Sorry to hear of Joshua's troubles. I hope he's back on track soon.

Thanks for posting about this. Handy information for when (if) Ben goes through it.

[smiley=thumbsup.gif]


----------



## DXN (May 18, 2002)

Glad the little one is Ok Paul! always a worry when kids get ill, I know.

If (as a doctor) I was worried about my children I would take them straight to A&E (I have actually done this when my lad had a bad cold and wheeze with a high resp rate.!) You may have to wait but no longer than trying to get to a GP, but once triaged they will be seen and usually a by a paediatrician (usually a registrar) GPs are good at doing what they do...general problems. Some have special interests in children and are very good at dealing with poorly kids and some dont have a clue and may have only spent a few months in the training doing so.

Just my advice to the parents out there.


----------



## garyc (May 7, 2002)

W7 PMC said:


> garyc said:
> 
> 
> > Glad all OK now Paul. Must have been worrying.
> ...


Paul, that was just a counter point on the GP and obviously I didn't know all the details, timings etc.

I like to think that most GPs are competant and motivated to help their flock, even though they are under pressures of new NHS contracts and conditions etc. Maybe you should just change yours? Or at least let him know that Josh ended up in hospital 3 hours after seeing him...

In 6 weeks I will be a worried parent myself and hope not to have to test the NHS system unduly. NHS direct has worked fine for me with minor injuries recently. As you say A&E (in Bristol at least) is quite a terrifying place to be at certain times because of the drunks and scumbags.

Wish I paid more tax... :roll:


----------



## W7 PMC (May 6, 2002)

garyc said:


> W7 PMC said:
> 
> 
> > garyc said:
> ...


Agreed & agreed.

The GP concerned was not out of hours, but was not our regular GP as we took Joshua to the doctors as an Emergency appt. Joshua's regular GP appears to be pretty good & we've no concerns to date.

We're chalking this down to experience & in a more Emergency related situation we'll probably opt for NHS Direct or A&E as out 1st calling & not a GP.
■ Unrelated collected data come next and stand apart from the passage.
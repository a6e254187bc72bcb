use crate::event::TraceEvent;
use crate::frame::{Ack, Frame, TransferUnit};

/// The capability the engine hands to a protocol state machine.
///
/// Actions are buffered for the duration of one callback and applied
/// afterwards, so a state machine never observes its own side effects
/// mid-callback.
pub trait LinkContext {
    /// Place a frame or acknowledgment on the channel.
    fn transmit(&mut self, unit: TransferUnit);

    /// Arm a timer. `timer_id` identifies it for later cancellation
    /// (protocols usually key it on a sequence number). Arming the same id
    /// twice leaves both registrations live; cancel first to replace one.
    fn start_timer(&mut self, delay_ms: u64, timer_id: u32);

    /// Cancel a timer. Cancellation before expiry guarantees the associated
    /// callback never fires.
    fn cancel_timer(&mut self, timer_id: u32);

    /// Hand a frame up to the receiving application, in order.
    fn deliver(&mut self, frame: &Frame);

    /// Publish an event on the presentation stream.
    fn emit(&mut self, event: TraceEvent);

    /// Current simulation time in ms.
    fn now(&self) -> u64;
}

/// Send-side half of an ARQ variant.
pub trait SenderProtocol {
    /// Called once when the run starts; typically emits the initial window
    /// and first transmissions.
    fn init(&mut self, _ctx: &mut dyn LinkContext) {}

    /// An acknowledgment arrived from the channel.
    fn on_ack(&mut self, ctx: &mut dyn LinkContext, ack: Ack);

    /// A timer armed by this sender expired (and was not cancelled).
    fn on_timer(&mut self, ctx: &mut dyn LinkContext, timer_id: u32);

    /// True once every frame has been delivered and acknowledged.
    fn is_complete(&self) -> bool;
}

/// Receive-side half of an ARQ variant.
pub trait ReceiverProtocol {
    fn init(&mut self, _ctx: &mut dyn LinkContext) {}

    /// A data frame arrived from the channel.
    fn on_frame(&mut self, ctx: &mut dyn LinkContext, frame: Frame);

    /// No receiver variant arms timers today; kept for symmetry.
    fn on_timer(&mut self, _ctx: &mut dyn LinkContext, _timer_id: u32) {}
}
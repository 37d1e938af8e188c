use crate::config::{ScraperConfig, RESULTS_PER_PAGE};
use crate::error::{Result, ScrapeError};
use log::debug;
use reqwest::blocking::Client;
use reqwest::header::{HeaderMap, HeaderValue, USER_AGENT};
use reqwest::StatusCode;
use std::thread;
use std::time::Duration;

/// Anything that can hand back the raw markup of one search results page.
pub trait PageSource {
    /// `page` is zero-based.
    fn fetch_page(&self, query: &str, location: &str, page: usize) -> Result<String>;
}

impl<T: PageSource + ?Sized> PageSource for &T {
    fn fetch_page(&self, query: &str, location: &str, page: usize) -> Result<String> {
        (**self).fetch_page(query, location, page)
    }
}

/// Fetches result pages over HTTP, one blocking GET at a time.
pub struct HttpFetcher {
    client: Client,
    base_url: String,
    request_delay: Duration,
}

impl HttpFetcher {
    pub fn new(config: &ScraperConfig) -> Result<Self> {
        let mut headers = HeaderMap::new();
        let user_agent = HeaderValue::from_str(&config.user_agent)
            .map_err(|e| ScrapeError::Input(format!("user agent: {e}")))?;
        headers.insert(USER_AGENT, user_agent);

        let client = Client::builder().default_headers(headers).build()?;

        Ok(Self {
            client,
            base_url: config.base_url.clone(),
            request_delay: config.request_delay,
        })
    }

    fn request(&self, query: &str, location: &str, page: usize) -> Result<String> {
        let start = (page * RESULTS_PER_PAGE).to_string();
        let response = self
            .client
            .get(&self.base_url)
            .query(&[("q", query), ("l", location), ("start", start.as_str())])
            .send()?;

        let status = response.status();
        if status != StatusCode::OK {
            return Err(ScrapeError::Status {
                status: status.as_u16(),
                page: page + 1,
            });
        }

        let body = response.text()?;
        debug!("Fetched {} bytes for page {} ({})", body.len(), page + 1, location);
        Ok(body)
    }
}

impl PageSource for HttpFetcher {
    fn fetch_page(&self, query: &str, location: &str, page: usize) -> Result<String> {
        let result = self.request(query, location, page);
        // Rate limit applies whether or not the request succeeded
        if !self.request_delay.is_zero() {
            thread::sleep(self.request_delay);
        }
        result
    }
}
//! Listing salary scraper
//!
//! Asks for a search query and a list of locations (unless given as flags),
//! scrapes a few result pages per location, saves every listing to JSON
//! and prints a salary comparison.

use log::{error, info};
use salary_scraper::cli::Cli;
use salary_scraper::prompt::{parse_locations, prompt_line};
use salary_scraper::{logger, HttpFetcher, Result, SalaryPipeline, ScrapeError};
use std::io;
use structopt::StructOpt;

fn resolve_inputs(cli: &Cli) -> Result<(String, Vec<String>)> {
    let stdin = io::stdin();
    let mut input = stdin.lock();
    let mut output = io::stdout();

    let query = match &cli.query {
        Some(query) => query.trim().to_string(),
        None => prompt_line(&mut input, &mut output, "Enter your search query: ")?,
    };
    let raw_locations = match &cli.locations {
        Some(locations) => locations.clone(),
        None => prompt_line(
            &mut input,
            &mut output,
            "Enter multiple locations separated by commas: ",
        )?,
    };

    let locations = parse_locations(&raw_locations);
    if query.is_empty() {
        return Err(ScrapeError::Input("search query is empty".to_string()));
    }
    if locations.is_empty() {
        return Err(ScrapeError::Input("no locations given".to_string()));
    }
    Ok((query, locations))
}

fn run(cli: &Cli) -> Result<()> {
    let config = cli.to_config();
    let (query, locations) = resolve_inputs(cli)?;

    info!(
        "Searching {:?} in {} location(s), {} page(s) each",
        query,
        locations.len(),
        config.page_count
    );

    let pipeline = SalaryPipeline::new(HttpFetcher::new(&config)?)?;
    pipeline.run(&query, &locations, &config);
    Ok(())
}

fn main() {
    logger::init();
    let cli = Cli::from_args();

    if let Err(e) = run(&cli) {
        error!("{}", e);
        std::process::exit(1);
    }
}
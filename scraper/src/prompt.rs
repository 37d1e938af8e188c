use crate::error::{Result, ScrapeError};
use std::io::{BufRead, Write};

/// Prints `message` and reads one trimmed line of input.
pub fn prompt_line<R: BufRead, W: Write>(input: &mut R, output: &mut W, message: &str) -> Result<String> {
    write!(output, "{message}")?;
    output.flush()?;

    let mut line = String::new();
    if input.read_line(&mut line)? == 0 {
        return Err(ScrapeError::Input(format!("no answer to prompt {message:?}")));
    }
    Ok(line.trim().to_string())
}

/// Splits a comma-separated location list, trimming each entry and
/// dropping empty ones.
pub fn parse_locations(raw: &str) -> Vec<String> {
    raw.split(',')
        .map(str::trim)
        .filter(|location| !location.is_empty())
        .map(str::to_string)
        .collect()
}
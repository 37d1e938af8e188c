use common::{LocationReport, LocationStats};

/// Average, extremes and count over one location's salary estimates.
/// Returns `None` for an empty set.
pub fn compute_stats(estimates: &[i64]) -> Option<LocationStats> {
    let max_salary = *estimates.iter().max()?;
    let min_salary = *estimates.iter().min()?;
    let total: f64 = estimates.iter().map(|&v| v as f64).sum();

    Some(LocationStats {
        average_salary: total / estimates.len() as f64,
        max_salary,
        min_salary,
        sample_count: estimates.len(),
    })
}

pub fn location_report(estimates: &[i64]) -> LocationReport {
    compute_stats(estimates).map_or(LocationReport::NoData, LocationReport::Stats)
}
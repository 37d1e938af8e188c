use thiserror::Error;

#[derive(Error, Debug)]
pub enum ScrapeError {
    #[error("Request failed: {0}")]
    Http(#[from] reqwest::Error),

    #[error("Failed to retrieve page {page}. Status code: {status}")]
    Status { status: u16, page: usize },

    #[error("I/O error: {0}")]
    Io(#[from] std::io::Error),

    #[error("JSON error: {0}")]
    Json(#[from] serde_json::Error),

    #[error("Invalid selector: {0}")]
    Selector(String),

    #[error("Invalid input: {0}")]
    Input(String),
}

pub type Result<T> = std::result::Result<T, ScrapeError>;
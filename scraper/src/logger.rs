use chrono::Local;
use env_logger::{Builder, Env};
use std::io::Write;

/// Timestamped console logging; `RUST_LOG` overrides the `info` default.
pub fn init() {
    Builder::from_env(Env::default().default_filter_or("info"))
        .format(|buf, record| {
            writeln!(
                buf,
                "{} [{}] - {}",
                Local::now().format("%Y-%m-%d %H:%M:%S"),
                record.level(),
                record.args()
            )
        })
        .init();
}
//! Listing card extraction from a search results page.
//!
//! Every lookup is tied to the class names the site currently uses. When
//! the markup changes the affected fields fall back to `"N/A"` instead of
//! failing the page.

use crate::error::{Result, ScrapeError};
use common::{ListingRecord, NOT_AVAILABLE};
use scraper::{ElementRef, Html, Selector};

const CARD_SELECTOR: &str = "td.resultContent";
const TITLE_SELECTOR: &str = "h2.jobTitle";
const COMPANY_SELECTOR: &str = "span.css-63koeb";
const LOCATION_SELECTOR: &str = "div.css-1p0sjhy";
const SALARY_SELECTOR: &str = "div.salary-snippet-container";
const METADATA_SELECTOR: &str = "div.css-1cvvo1b";

/// Job type and schedule, read positionally from the card's metadata nodes.
#[derive(Debug, Clone, PartialEq, Eq)]
pub struct MetadataFields {
    pub job_type: String,
    pub schedule: String,
}

impl MetadataFields {
    /// The second metadata node holds the job type and the third the schedule.
    /// The first one is not used.
    pub fn from_nodes(nodes: &[String]) -> Self {
        let at = |index: usize| {
            nodes
                .get(index)
                .cloned()
                .unwrap_or_else(|| NOT_AVAILABLE.to_string())
        };
        Self {
            job_type: at(1),
            schedule: at(2),
        }
    }
}

pub struct ListingExtractor {
    card: Selector,
    title: Selector,
    company: Selector,
    location: Selector,
    salary: Selector,
    metadata: Selector,
}

fn parse_selector(selector: &str) -> Result<Selector> {
    Selector::parse(selector).map_err(|e| ScrapeError::Selector(format!("{selector}: {e}")))
}

fn element_text(element: ElementRef<'_>) -> String {
    element.text().collect::<String>().trim().to_string()
}

impl ListingExtractor {
    pub fn new() -> Result<Self> {
        Ok(Self {
            card: parse_selector(CARD_SELECTOR)?,
            title: parse_selector(TITLE_SELECTOR)?,
            company: parse_selector(COMPANY_SELECTOR)?,
            location: parse_selector(LOCATION_SELECTOR)?,
            salary: parse_selector(SALARY_SELECTOR)?,
            metadata: parse_selector(METADATA_SELECTOR)?,
        })
    }

    /// One record per listing card, in document order.
    pub fn extract_listings(&self, document: &Html) -> Vec<ListingRecord> {
        document
            .select(&self.card)
            .map(|card| self.extract_record(card))
            .collect()
    }

    pub fn extract_listings_from_html(&self, html: &str) -> Vec<ListingRecord> {
        let document = Html::parse_document(html);
        self.extract_listings(&document)
    }

    fn extract_record(&self, card: ElementRef<'_>) -> ListingRecord {
        let metadata_nodes: Vec<String> = card.select(&self.metadata).map(element_text).collect();
        let MetadataFields { job_type, schedule } = MetadataFields::from_nodes(&metadata_nodes);

        ListingRecord {
            title: self.first_text(card, &self.title),
            company: self.first_text(card, &self.company),
            location: self.first_text(card, &self.location),
            salary_text: self.first_text(card, &self.salary),
            job_type,
            schedule,
        }
    }

    fn first_text(&self, card: ElementRef<'_>, selector: &Selector) -> String {
        card.select(selector)
            .next()
            .map(element_text)
            .unwrap_or_else(|| NOT_AVAILABLE.to_string())
    }
}
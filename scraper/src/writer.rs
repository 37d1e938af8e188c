use crate::error::Result;
use common::ListingRecord;
use serde::Serialize;
use serde_json::ser::PrettyFormatter;
use std::fs;
use std::path::Path;

/// Writes all records as a 4-space indented JSON array, replacing any existing file.
pub fn save_to_json(records: &[ListingRecord], path: &Path) -> Result<()> {
    let mut buffer = Vec::new();
    let formatter = PrettyFormatter::with_indent(b"    ");
    let mut serializer = serde_json::Serializer::with_formatter(&mut buffer, formatter);
    records.serialize(&mut serializer)?;

    if let Some(parent) = path.parent() {
        if !parent.as_os_str().is_empty() && !parent.exists() {
            fs::create_dir_all(parent)?;
        }
    }

    fs::write(path, &buffer)?;
    Ok(())
}
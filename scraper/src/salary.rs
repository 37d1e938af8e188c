//! Salary text normalization.
//!
//! Turns free-text salary snippets ("$80,000 - $100,000 a year",
//! "$25 an hour", "From $70,000 a year") into a single yearly figure.
//! Only three shapes are accepted: a two-amount range, a single annual
//! amount, and a single hourly rate with a known schedule. Anything else
//! is reported as `None` rather than guessed.
//!
//! Hourly ranges ("$20 - $25 an hour") are not annualized and yield `None`.

use common::{non_placeholder, SalaryEstimate};
use regex::Regex;

/// 40 hours/week * 52 weeks/year
pub const FULL_TIME_HOURS_PER_YEAR: i64 = 40 * 52;
/// 20 hours/week * 52 weeks/year
pub const PART_TIME_HOURS_PER_YEAR: i64 = 20 * 52;

/// Work schedule as far as annualizing an hourly rate is concerned.
#[derive(Debug, Clone, Copy, PartialEq, Eq)]
pub enum WorkSchedule {
    FullTime,
    PartTime,
}

impl WorkSchedule {
    /// Classifies schedule text such as "Full-time" or "Part-time".
    /// "full" wins when both words appear.
    pub fn from_text(schedule: &str) -> Option<Self> {
        let lower = schedule.to_lowercase();
        if lower.contains("full") {
            Some(Self::FullTime)
        } else if lower.contains("part") {
            Some(Self::PartTime)
        } else {
            None
        }
    }

    pub fn hours_per_year(self) -> i64 {
        match self {
            Self::FullTime => FULL_TIME_HOURS_PER_YEAR,
            Self::PartTime => PART_TIME_HOURS_PER_YEAR,
        }
    }
}

/// Extracts every `$`-prefixed amount, left to right, with commas removed.
/// Returns `None` if an amount does not fit in an `i64`.
pub fn extract_amounts(salary_text: &str) -> Option<Vec<i64>> {
    // A dollar sign followed by digits, optionally comma-grouped ("$120,000")
    let re = Regex::new(r"\$(\d[\d,]*)").ok()?;

    re.captures_iter(salary_text)
        .filter_map(|cap| cap.get(1))
        .map(|matched| {
            let clean_number: String = matched
                .as_str()
                .chars()
                .filter(|c| c.is_ascii_digit())
                .collect();
            clean_number.parse::<i64>().ok()
        })
        .collect()
}

/// Converts salary text into a yearly-equivalent estimate.
///
/// `schedule` is only consulted for hourly text; pass `None` when the
/// listing has no schedule.
pub fn normalize_salary(salary_text: &str, schedule: Option<&str>) -> SalaryEstimate {
    let text = non_placeholder(salary_text)?;
    let amounts = extract_amounts(text)?;

    if text.to_lowercase().contains("hour") {
        let hours = WorkSchedule::from_text(schedule?)?.hours_per_year();
        return match amounts.as_slice() {
            [rate] => rate.checked_mul(hours),
            _ => None,
        };
    }

    match amounts.as_slice() {
        [low, high] => low.checked_add(*high).map(|sum| sum / 2),
        [single] => Some(*single),
        _ => None,
    }
}
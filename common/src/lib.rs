use serde::{Deserialize, Serialize};

/// Placeholder stored in any listing field the page markup did not provide.
pub const NOT_AVAILABLE: &str = "N/A";

/// Yearly-equivalent salary, `None` when the text could not be read with confidence.
pub type SalaryEstimate = Option<i64>;

/// One job card as scraped from a search results page.
#[derive(Debug, Serialize, Deserialize, Clone, PartialEq, Eq)]
pub struct ListingRecord {
    pub title: String,
    pub company: String,
    pub location: String,
    #[serde(rename = "salary")]
    pub salary_text: String,
    pub job_type: String,
    pub schedule: String,
}

impl ListingRecord {
    /// Returns the schedule text, or `None` when it is the placeholder.
    pub fn schedule(&self) -> Option<&str> {
        non_placeholder(&self.schedule)
    }
}

impl Default for ListingRecord {
    fn default() -> Self {
        Self {
            title: NOT_AVAILABLE.to_string(),
            company: NOT_AVAILABLE.to_string(),
            location: NOT_AVAILABLE.to_string(),
            salary_text: NOT_AVAILABLE.to_string(),
            job_type: NOT_AVAILABLE.to_string(),
            schedule: NOT_AVAILABLE.to_string(),
        }
    }
}

/// Treats empty text and the placeholder as missing.
pub fn non_placeholder(value: &str) -> Option<&str> {
    let trimmed = value.trim();
    if trimmed.is_empty() || trimmed == NOT_AVAILABLE {
        None
    } else {
        Some(trimmed)
    }
}

/// Salary figures for one searched location.
#[derive(Debug, Serialize, Deserialize, Clone, PartialEq)]
pub struct LocationStats {
    pub average_salary: f64,
    pub max_salary: i64,
    pub min_salary: i64,
    pub sample_count: usize,
}

/// Per-location outcome of the salary comparison.
#[derive(Debug, Serialize, Deserialize, Clone, PartialEq)]
pub enum LocationReport {
    Stats(LocationStats),
    NoData,
}
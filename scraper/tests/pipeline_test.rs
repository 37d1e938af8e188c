use common::{LocationReport, NOT_AVAILABLE};
use salary_scraper::{HttpFetcher, PageSource, Result, SalaryPipeline, ScrapeError, ScraperConfig};
use std::cell::RefCell;
use std::collections::HashMap;
use std::time::Duration;
use tempfile::tempdir;

/// Serves canned pages keyed by (location, page); anything else is a 503.
#[derive(Default)]
struct FakeSource {
    pages: HashMap<(String, usize), String>,
    calls: RefCell<Vec<(String, String, usize)>>,
}

impl FakeSource {
    fn with_page(mut self, location: &str, page: usize, html: String) -> Self {
        self.pages.insert((location.to_string(), page), html);
        self
    }
}

impl PageSource for FakeSource {
    fn fetch_page(&self, query: &str, location: &str, page: usize) -> Result<String> {
        self.calls
            .borrow_mut()
            .push((query.to_string(), location.to_string(), page));
        self.pages
            .get(&(location.to_string(), page))
            .cloned()
            .ok_or(ScrapeError::Status { status: 503, page: page + 1 })
    }
}

fn card(title: &str, salary: Option<&str>, schedule: Option<&str>) -> String {
    let salary = salary
        .map(|s| format!(r#"<div class="salary-snippet-container">{s}</div>"#))
        .unwrap_or_default();
    let metadata = schedule
        .map(|s| {
            format!(
                r#"<div class="css-1cvvo1b">Pay</div><div class="css-1cvvo1b">Permanent</div><div class="css-1cvvo1b">{s}</div>"#
            )
        })
        .unwrap_or_default();
    format!(
        r#"<td class="resultContent"><h2 class="jobTitle">{title}</h2><span class="css-63koeb">Acme</span><div class="css-1p0sjhy">Springfield</div>{salary}{metadata}</td>"#
    )
}

fn page(cards: &[String]) -> String {
    format!("<html><body><table><tr>{}</tr></table></body></html>", cards.concat())
}

#[test]
fn test_single_card_end_to_end() {
    let source = FakeSource::default().with_page(
        "Austin",
        0,
        page(&[card("Engineer", Some("$80,000 - $100,000 a year"), Some("Full-time"))]),
    );
    let pipeline = SalaryPipeline::new(source).unwrap();

    let harvest = pipeline.scrape_location("engineer", "Austin", 1);

    assert_eq!(harvest.records.len(), 1);
    let record = &harvest.records[0];
    assert_eq!(record.title, "Engineer");
    assert_eq!(record.salary_text, "$80,000 - $100,000 a year");
    assert_eq!(record.schedule, "Full-time");
    assert_eq!(harvest.estimates, vec![90000]);
}

#[test]
fn test_location_without_salaries_is_no_data() {
    let source = FakeSource::default()
        .with_page("Austin", 0, page(&[card("Engineer", Some("$90,000 a year"), None)]))
        .with_page(
            "Denver",
            0,
            page(&[
                card("Barista", None, Some("Part-time")),
                card("Tutor", Some("$30 an hour"), None),
            ]),
        );
    let pipeline = SalaryPipeline::new(source).unwrap();
    let locations = vec!["Austin".to_string(), "Denver".to_string()];

    let comparison = pipeline.compare_locations("any", &locations, 1);

    assert_eq!(comparison.records.len(), 3);
    assert_eq!(comparison.reports.len(), 2);
    assert_eq!(comparison.reports[0].0, "Austin");
    match &comparison.reports[0].1 {
        LocationReport::Stats(stats) => {
            assert_eq!(stats.average_salary, 90000.0);
            assert_eq!(stats.sample_count, 1);
        }
        LocationReport::NoData => panic!("Austin should have data"),
    }
    assert_eq!(comparison.reports[1], ("Denver".to_string(), LocationReport::NoData));
    assert_eq!(comparison.records[2].schedule, NOT_AVAILABLE);
}

#[test]
fn test_failed_pages_are_skipped() {
    let source = FakeSource::default()
        .with_page("Boston", 0, page(&[card("Nurse", Some("$70,000 - $80,000 a year"), None)]))
        .with_page("Boston", 2, page(&[card("Medic", Some("$25 an hour"), Some("Full-time"))]));
    let pipeline = SalaryPipeline::new(source).unwrap();

    let harvest = pipeline.scrape_location("health", "Boston", 3);

    let titles: Vec<&str> = harvest.records.iter().map(|r| r.title.as_str()).collect();
    assert_eq!(titles, vec!["Nurse", "Medic"]);
    assert_eq!(harvest.estimates, vec![75000, 52000]);
}

#[test]
fn test_every_page_is_requested_in_order() {
    let source = FakeSource::default();
    let pipeline = SalaryPipeline::new(&source).unwrap();
    let locations = vec!["A".to_string(), "B".to_string()];

    let comparison = pipeline.compare_locations("q", &locations, 2);

    assert!(comparison.records.is_empty());
    assert!(comparison
        .reports
        .iter()
        .all(|(_, report)| *report == LocationReport::NoData));
    assert_eq!(
        *source.calls.borrow(),
        vec![
            ("q".to_string(), "A".to_string(), 0),
            ("q".to_string(), "A".to_string(), 1),
            ("q".to_string(), "B".to_string(), 0),
            ("q".to_string(), "B".to_string(), 1),
        ]
    );
}

#[test]
fn test_run_writes_json_and_returns_comparison() {
    let dir = tempdir().unwrap();
    let config = ScraperConfig {
        output_path: dir.path().join("all_jobs.json"),
        page_count: 1,
        request_delay: Duration::ZERO,
        ..ScraperConfig::default()
    };
    let source = FakeSource::default().with_page(
        "Austin",
        0,
        page(&[
            card("Engineer", Some("$80,000 - $100,000 a year"), Some("Full-time")),
            card("Intern", None, None),
        ]),
    );
    let pipeline = SalaryPipeline::new(source).unwrap();

    let comparison = pipeline.run("engineer", &["Austin".to_string()], &config);

    assert_eq!(comparison.records.len(), 2);
    let written = std::fs::read_to_string(&config.output_path).unwrap();
    let json: serde_json::Value = serde_json::from_str(&written).unwrap();
    let items = json.as_array().unwrap();
    assert_eq!(items.len(), 2);
    assert_eq!(items[0]["title"], "Engineer");
    assert_eq!(items[0]["salary"], "$80,000 - $100,000 a year");
    assert_eq!(items[1]["salary"], "N/A");
    assert_eq!(items[1]["job_type"], "N/A");
}

#[test]
fn test_run_survives_unwritable_output() {
    let dir = tempdir().unwrap();
    let config = ScraperConfig {
        // Writing to a directory path fails
        output_path: dir.path().to_path_buf(),
        page_count: 1,
        request_delay: Duration::ZERO,
        ..ScraperConfig::default()
    };
    let source = FakeSource::default().with_page("Austin", 0, page(&[card("Engineer", None, None)]));
    let pipeline = SalaryPipeline::new(source).unwrap();

    let comparison = pipeline.run("engineer", &["Austin".to_string()], &config);

    assert_eq!(comparison.records.len(), 1);
    assert_eq!(comparison.reports[0].1, LocationReport::NoData);
}

#[test]
fn test_http_fetcher_through_pipeline() {
    let mut server = mockito::Server::new();
    let config = ScraperConfig {
        base_url: format!("{}/jobs", server.url()),
        request_delay: Duration::ZERO,
        ..ScraperConfig::default()
    };
    let first = server
        .mock("GET", "/jobs")
        .match_query(mockito::Matcher::UrlEncoded("start".into(), "0".into()))
        .with_status(200)
        .with_body(page(&[card("Engineer", Some("$60,000 a year"), Some("Full-time"))]))
        .create();
    let second = server
        .mock("GET", "/jobs")
        .match_query(mockito::Matcher::UrlEncoded("start".into(), "10".into()))
        .with_status(500)
        .create();

    let pipeline = SalaryPipeline::new(HttpFetcher::new(&config).unwrap()).unwrap();
    let harvest = pipeline.scrape_location("engineer", "Remote", 2);

    assert_eq!(harvest.records.len(), 1);
    assert_eq!(harvest.estimates, vec![60000]);
    first.assert();
    second.assert();
}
Cheers again everyone for your kind words.


----------



## Hannibal (Dec 1, 2003)

W7 PMC said:


> Hannibal said:
> 
> 
> > Dr_Parmar said:
> ...


Your lucky 'cos the new A&E in Wigan has a separate paediatric department (IIRC) so no fighting with drunks when you're there with your son.

The point about NHS direct I was making is that it is not perfect - partly because it is originally a US system and their healthcare system works in a different way to ours. DON'T rely on it 100%, go with your instincts too. As with your GP service, it depends who is on the other end of the phone as to how good the service is - looks like it's worked well for you this time, but I have come across a few disasters that may have been preventable if NHS direct were not involved, maybe it's made me biased against it :?

H.


----------



## W7 PMC (May 6, 2002)

Hannibal said:


> W7 PMC said:
> 
> 
> > Hannibal said:
> ...


Not quite. Wigan RFI has a new Maternity Unit built adjacent to the hospital & the A&E dept. is also brand new but no seperate section for paediatrics. In fact the paediatrics wards must be well over 30yrs old just judging by their condition & decor, however the medical attention Joshua received was excellent.


----------



## Hannibal (Dec 1, 2003)

I meant the new A&E has a separate paeds bit, not that the paediatric wards were new - FWIW I think you're being generous with your dating of the wards, maybe 30 years ago was when they were last decorated 

H


----------



## W7 PMC (May 6, 2002)

Hannibal said:


> I meant the new A&E has a separate paeds bit, not that the paediatric wards were new - FWIW I think you're being generous with your dating of the wards, maybe 30 years ago was when they were last decorated
> 
> H


Not sure that A&E has a seperate paediatric section, certainly we were not in it. Joshua was taken into A&E resuss & that was not child specific although the resuss station Johsua was treated at was for children so the machines were designed for children & they had Winnie The Poo hanging things from the ceiling tiles  This station was not seperated in any way from the other resuss stations & in fact some young female attempted suicide was at the sation opposite :? When we arrived, i did spot some another baby & a couple of young children waiting in the reception area along with some bleeding adults so i don't think their is A&E segragation.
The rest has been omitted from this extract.